In my 2011 review of Takeshi Kitano's gangster film Outrage, I wrote, "The best thing about Outrage is not the story (which is simple) or acting (which is fine enough) or music (which has its moments). Its greatness is almost entirely found in the editing, which is cool, exact, minimalist, and rhythmically modern." This appraisal is even more true for his latest gangster film, Beyond Outrage—which is not, by the way, strictly a follow-up to Outrage.
Set in Japan's urban yakuza underground, Beyond Outrage is about the tension between old gangster values of loyalty, commitment to codes, and a respect for seniors, and new values that place money above all concerns—values that indeed cannot be distinguished from those of legitimate financial institutions. On one side are gangsters who want to focus on things like derivatives and hedge funds; on the other side are gangsters who want to keep things real and deep. One side is the yakuza in its modern capitalist form; the other side is the yakuza in its pre-capitalist and more rural form.

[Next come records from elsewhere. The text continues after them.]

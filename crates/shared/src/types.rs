//! Common types used across MetaMCP

use std::collections::BTreeMap;
use std::fmt;

use serde::{Deserialize, Serialize};
use sha2::{Digest, Sha256};
use time::OffsetDateTime;
use uuid::Uuid;

// =============================================================================
// ID Wrappers
// =============================================================================

/// Backend MCP server ID wrapper
#[derive(Debug, Clone, Copy, PartialEq, Eq, Hash, PartialOrd, Ord, Serialize, Deserialize)]
#[serde(transparent)]
pub struct ServerId(pub Uuid);

impl ServerId {
    pub fn new() -> Self {
        Self(Uuid::new_v4())
    }
}

impl Default for ServerId {
    fn default() -> Self {
        Self::new()
    }
}

impl From<Uuid> for ServerId {
    fn from(id: Uuid) -> Self {
        Self(id)
    }
}

impl fmt::Display for ServerId {
    fn fmt(&self, f: &mut fmt::Formatter<'_>) -> fmt::Result {
        self.0.fmt(f)
    }
}

/// Namespace ID wrapper
#[derive(Debug, Clone, Copy, PartialEq, Eq, Hash, PartialOrd, Ord, Serialize, Deserialize)]
#[serde(transparent)]
pub struct NamespaceId(pub Uuid);

impl NamespaceId {
    pub fn new() -> Self {
        Self(Uuid::new_v4())
    }
}

impl Default for NamespaceId {
    fn default() -> Self {
        Self::new()
    }
}

impl From<Uuid> for NamespaceId {
    fn from(id: Uuid) -> Self {
        Self(id)
    }
}

impl fmt::Display for NamespaceId {
    fn fmt(&self, f: &mut fmt::Formatter<'_>) -> fmt::Result {
        self.0.fmt(f)
    }
}

// =============================================================================
// Server Parameters
// =============================================================================

/// How a backend MCP server is reached
#[derive(Debug, Clone, Copy, PartialEq, Eq, Hash, Serialize, Deserialize)]
#[serde(rename_all = "SCREAMING_SNAKE_CASE")]
pub enum McpServerType {
    Stdio,
    Sse,
    StreamableHttp,
}

impl McpServerType {
    /// Transport selector understood by the transport factory
    pub fn selector(&self) -> &'static str {
        match self {
            McpServerType::Stdio => "stdio",
            McpServerType::Sse => "sse",
            McpServerType::StreamableHttp => "streamable-http",
        }
    }
}

/// What happens to a spawned server's stderr
#[derive(Debug, Clone, Copy, Default, PartialEq, Eq, Hash, Serialize, Deserialize)]
#[serde(rename_all = "lowercase")]
pub enum StderrMode {
    /// Captured and streamed into the server log
    #[default]
    Pipe,
    /// Shares the proxy's own stderr
    Inherit,
    /// Discarded
    Ignore,
}

#[derive(Debug, Clone, Copy, Default, PartialEq, Eq, Hash, Serialize, Deserialize)]
#[serde(rename_all = "SCREAMING_SNAKE_CASE")]
pub enum ServerStatus {
    #[default]
    Active,
    Inactive,
}

/// Immutable snapshot of one backend MCP server's configuration
#[derive(Clone, PartialEq, Eq, Serialize, Deserialize)]
#[serde(rename_all = "camelCase")]
pub struct ServerParameters {
    pub uuid: ServerId,
    pub name: String,
    #[serde(rename = "type")]
    pub server_type: McpServerType,
    #[serde(default, skip_serializing_if = "Option::is_none")]
    pub command: Option<String>,
    #[serde(default)]
    pub args: Vec<String>,
    #[serde(default)]
    pub env: BTreeMap<String, String>,
    #[serde(default, skip_serializing_if = "Option::is_none")]
    pub url: Option<String>,
    #[serde(default, skip_serializing_if = "Option::is_none")]
    pub bearer_token: Option<String>,
    #[serde(default, rename = "stderr")]
    pub stderr_mode: StderrMode,
    #[serde(default)]
    pub status: ServerStatus,
}

impl ServerParameters {
    /// Stable hash of every field that influences how the backend is launched.
    ///
    /// Two snapshots with the same fingerprint produce interchangeable transports,
    /// which is what the idle session cache keys on.
    pub fn fingerprint(&self) -> String {
        let canonical = serde_json::to_vec(self).unwrap_or_default();
        hex::encode(Sha256::digest(&canonical))
    }

    pub fn is_active(&self) -> bool {
        self.status == ServerStatus::Active
    }
}

// Bearer tokens and env values must never reach the logs
impl fmt::Debug for ServerParameters {
    fn fmt(&self, f: &mut fmt::Formatter<'_>) -> fmt::Result {
        f.debug_struct("ServerParameters")
            .field("uuid", &self.uuid)
            .field("name", &self.name)
            .field("server_type", &self.server_type)
            .field("command", &self.command)
            .field("args", &self.args)
            .field("env", &self.env.keys().collect::<Vec<_>>())
            .field("url", &self.url)
            .field(
                "bearer_token",
                &self.bearer_token.as_ref().map(|_| "[redacted]"),
            )
            .field("stderr_mode", &self.stderr_mode)
            .field("status", &self.status)
            .finish()
    }
}

// =============================================================================
// Namespaces
// =============================================================================

/// A named grouping of backend servers presented as one virtual server
#[derive(Debug, Clone, PartialEq, Eq, Serialize, Deserialize)]
#[serde(rename_all = "camelCase")]
pub struct Namespace {
    pub uuid: NamespaceId,
    pub name: String,
    #[serde(default)]
    pub server_uuids: Vec<ServerId>,
}

/// Binds an API key to the namespace it exposes
#[derive(Clone, PartialEq, Eq, Serialize, Deserialize)]
#[serde(rename_all = "camelCase")]
pub struct ApiKeyBinding {
    pub key: String,
    pub namespace_uuid: NamespaceId,
}

impl fmt::Debug for ApiKeyBinding {
    fn fmt(&self, f: &mut fmt::Formatter<'_>) -> fmt::Result {
        f.debug_struct("ApiKeyBinding")
            .field("key", &"[redacted]")
            .field("namespace_uuid", &self.namespace_uuid)
            .finish()
    }
}

/// Resolved namespace with the full parameters of every member server
#[derive(Debug, Clone, PartialEq, Eq, Serialize, Deserialize)]
#[serde(rename_all = "camelCase")]
pub struct NamespaceSnapshot {
    pub uuid: NamespaceId,
    pub name: String,
    #[serde(default)]
    pub servers: Vec<ServerParameters>,
}

impl NamespaceSnapshot {
    /// Members that take part in aggregation
    pub fn active_servers(&self) -> impl Iterator<Item = &ServerParameters> {
        self.servers.iter().filter(|s| s.is_active())
    }
}

// =============================================================================
// Log Events
// =============================================================================

#[derive(Debug, Clone, Copy, PartialEq, Eq, Hash, Serialize, Deserialize)]
#[serde(rename_all = "lowercase")]
pub enum LogLevel {
    Info,
    Warn,
    Error,
}

/// Structured log entry consumed by the external log store / UI
#[derive(Debug, Clone, PartialEq, Serialize, Deserialize)]
#[serde(rename_all = "camelCase")]
pub struct ServerLogEvent {
    pub server_name: String,
    pub level: LogLevel,
    pub message: String,
    #[serde(default, skip_serializing_if = "Option::is_none")]
    pub error: Option<String>,
    #[serde(with = "time::serde::rfc3339")]
    pub timestamp: OffsetDateTime,
}

impl ServerLogEvent {
    pub fn new(server_name: impl Into<String>, level: LogLevel, message: impl Into<String>) -> Self {
        Self {
            server_name: server_name.into(),
            level,
            message: message.into(),
            error: None,
            timestamp: OffsetDateTime::now_utc(),
        }
    }

    pub fn with_error(mut self, error: impl fmt::Display) -> Self {
        self.error = Some(error.to_string());
        self
    }
}

// =============================================================================
// Health
// =============================================================================

#[derive(Debug, Clone, Copy, PartialEq, Eq, Serialize, Deserialize)]
#[serde(rename_all = "lowercase")]
pub enum HealthStatus {
    Ok,
    Degraded,
}

#[cfg(test)]
#[allow(clippy::unwrap_used)]
mod tests {
    use super::*;

    fn stdio_server() -> ServerParameters {
        ServerParameters {
            uuid: ServerId::new(),
            name: "filesystem".to_string(),
            server_type: McpServerType::Stdio,
            command: Some("npx".to_string()),
            args: vec!["-y".to_string(), "@modelcontextprotocol/server-filesystem".to_string()],
            env: BTreeMap::from([("TOKEN".to_string(), "secret".to_string())]),
            url: None,
            bearer_token: None,
            stderr_mode: StderrMode::Pipe,
            status: ServerStatus::Active,
        }
    }

    #[test]
    fn test_server_parameters_wire_format() {
        let json = r#"{
            "uuid": "6f2b2f52-9c1a-4c69-9d0b-0f6f7f1c8f11",
            "name": "remote",
            "type": "STREAMABLE_HTTP",
            "url": "http://localhost:9000/mcp",
            "bearerToken": "abc"
        }"#;

        let params: ServerParameters = serde_json::from_str(json).unwrap();
        assert_eq!(params.server_type, McpServerType::StreamableHttp);
        assert_eq!(params.bearer_token.as_deref(), Some("abc"));
        assert_eq!(params.stderr_mode, StderrMode::Pipe);
        assert!(params.is_active());
    }

    #[test]
    fn test_fingerprint_tracks_launch_fields() {
        let params = stdio_server();
        let same = params.clone();
        assert_eq!(params.fingerprint(), same.fingerprint());

        let mut changed = params.clone();
        changed.env.insert("TOKEN".to_string(), "rotated".to_string());
        assert_ne!(params.fingerprint(), changed.fingerprint());
    }

    #[test]
    fn test_debug_redacts_secrets() {
        let mut params = stdio_server();
        params.bearer_token = Some("super-secret-token".to_string());

        let rendered = format!("{:?}", params);
        assert!(!rendered.contains("super-secret-token"));
        assert!(!rendered.contains("secret\""));
        assert!(rendered.contains("[redacted]"));
    }

    #[test]
    fn test_active_servers_skips_inactive() {
        let mut inactive = stdio_server();
        inactive.status = ServerStatus::Inactive;
        let snapshot = NamespaceSnapshot {
            uuid: NamespaceId::new(),
            name: "dev".to_string(),
            servers: vec![stdio_server(), inactive],
        };

        assert_eq!(snapshot.active_servers().count(), 1);
    }

    #[test]
    fn test_log_event_serialization() {
        let event = ServerLogEvent::new("github", LogLevel::Warn, "slow start").with_error("timeout");
        let value = serde_json::to_value(&event).unwrap();
        assert_eq!(value["serverName"], "github");
        assert_eq!(value["level"], "warn");
        assert_eq!(value["error"], "timeout");
    }
}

Now recall the sample that opens Burial's numinous and dubby track "Gutted." That sample, which is from Jim Jarmusch's great hiphop movie Ghost Dog: The Way of the Samurai and involves a short scene between Forest Whitaker and the greatest African face in cinema, Isaach De Bankolé, goes like this: "We're from different ancient tribes. And now, we're both almost extinct. But sometimes... you gotta stick with the ancient ways. The old-school ways. I know you understand me.” This is exactly how the older and more traditional gangsters feel about things. But, of course, the tension between the past and the future leads to lots and lots of brilliantly edited (the genius of the movie) violence. In the end, no one loses and no one wins.